Edit

After a long process of roaming the web, re-runs and troubleshoot the script with this wonderful community, the script is functional and does what it’s intended to do. The script itself is probably even further improvable in terms of efficiency/logic, but I lack the necessary skills/knowledge to do so, feel free to copy, edit or even propose a more efficient way of doing the same thing.

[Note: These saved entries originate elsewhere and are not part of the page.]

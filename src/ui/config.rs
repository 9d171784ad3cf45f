use serde::{Deserialize, Serialize};

use crate::OvercutError;
use log::warn;

const CONFIG_FILE_NAME: &str = "config.json";

/// Selections remembered between runs. Saved on exit, restored at startup
/// when the values still exist in the freshly loaded lists.
#[derive(Serialize, Deserialize, Debug, Default)]
#[serde(default)]
pub struct AppConfig {
    pub last_circuit: Option<String>,
    pub last_driver_a: Option<String>,
    pub last_driver_b: Option<String>,
}

impl AppConfig {
    pub fn from_local_file() -> Option<Self> {
        let config_path = dirs::config_dir()?.join("overcut").join(CONFIG_FILE_NAME);

        if !config_path.exists() {
            return None;
        }

        let file = match std::fs::File::open(&config_path) {
            Ok(file) => file,
            Err(e) => {
                warn!("Could not open config file {:?}: {}", config_path, e);
                return None;
            }
        };
        match serde_json::from_reader(file) {
            Ok(config) => Some(config),
            Err(e) => {
                warn!("Could not parse config file {:?}: {}", config_path, e);
                None
            }
        }
    }

    pub fn save(&self) -> Result<(), OvercutError> {
        let config_dir = dirs::config_dir()
            .ok_or(OvercutError::NoConfigDir)?
            .join("overcut");

        if !config_dir.exists() {
            std::fs::create_dir_all(&config_dir)
                .map_err(|e| OvercutError::ConfigIOError { source: e })?;
        }

        let file = std::fs::File::create(config_dir.join(CONFIG_FILE_NAME))
            .map_err(|e| OvercutError::ConfigIOError { source: e })?;
        serde_json::to_writer(file, self)
            .map_err(|e| OvercutError::ConfigSerializeError { source: e })
    }
}

#[cfg(test)]
mod tests {
    use super::*;

    #[test]
    fn test_empty_config_parses_to_defaults() {
        let config: AppConfig = serde_json::from_str("{}").unwrap();
        assert_eq!(config.last_circuit, None);
        assert_eq!(config.last_driver_a, None);
        assert_eq!(config.last_driver_b, None);
    }

    #[test]
    fn test_partial_config_keeps_other_defaults() {
        let config: AppConfig =
            serde_json::from_str(r#"{"last_circuit": "Bahrain Grand Prix"}"#).unwrap();
        assert_eq!(config.last_circuit.as_deref(), Some("Bahrain Grand Prix"));
        assert_eq!(config.last_driver_a, None);
    }
}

I’m greatly thankful to @[email protected], @[email protected], @[email protected] and Phil Harvey (exiftool) for their help, time and all the great idea’s (and spoon-feeding me with simple and comprehensive examples ! )

How to use

Prerequisites:

  • parallel package installed on your distribution

Copy/past the below script in a file and make it executable. Change the start_range/end_range to your needs and install the parallel package depending on your OS and run the following command:

time find /path/to/your/image/directory/ -type f | parallel ./script-name.sh

This will order only the pictures from your specified time range into the following structure YEAR/MONTH in your current directory from 5 different time tag/timestamps (DateTimeOriginal, CreateDate, FileModifyDate, ModifyDate, DateAcquired).

You may want to swap ModifyDate and FileModifyDate in the script, because ModifyDate is more accurate in a sense that FileModifyDate is easily changeable (as soon as you make some modification to the pictures, this will change to your current date). I needed that order for my specific use case.

From: '-directory<$DateAcquired/' '-directory<$ModifyDate/' '-directory<$FileModifyDate/' '-directory<$CreateDate/' '-directory<$DateTimeOriginal/'

To: '-directory<$DateAcquired/' '-directory<$FileModifyDate/' '-directory<$ModifyDate/' '-directory<$CreateDate/' '-directory<$DateTimeOriginal/'

As per exfitool’s documentation:

ExifTool evaluates the command-line arguments left to right, and latter assignments to the same tag override earlier ones.

#!/bin/bash

if [ $# -eq 0 ]; then
    echo "Usage: $0 <filename>"
    exit 1
fi

# Concatenate all arguments into one string for the filename, so calling "./script.sh /path/with spaces.jpg" should work without quoting
filename="$*"

start_range=20170101
end_range=20201230

FIRST_DATE=$(exiftool -m -d '%Y%m%d' -T -DateTimeOriginal -CreateDate -FileModifyDate -DateAcquired -ModifyDate "$filename" | tr -d '-' | awk '{print $1}')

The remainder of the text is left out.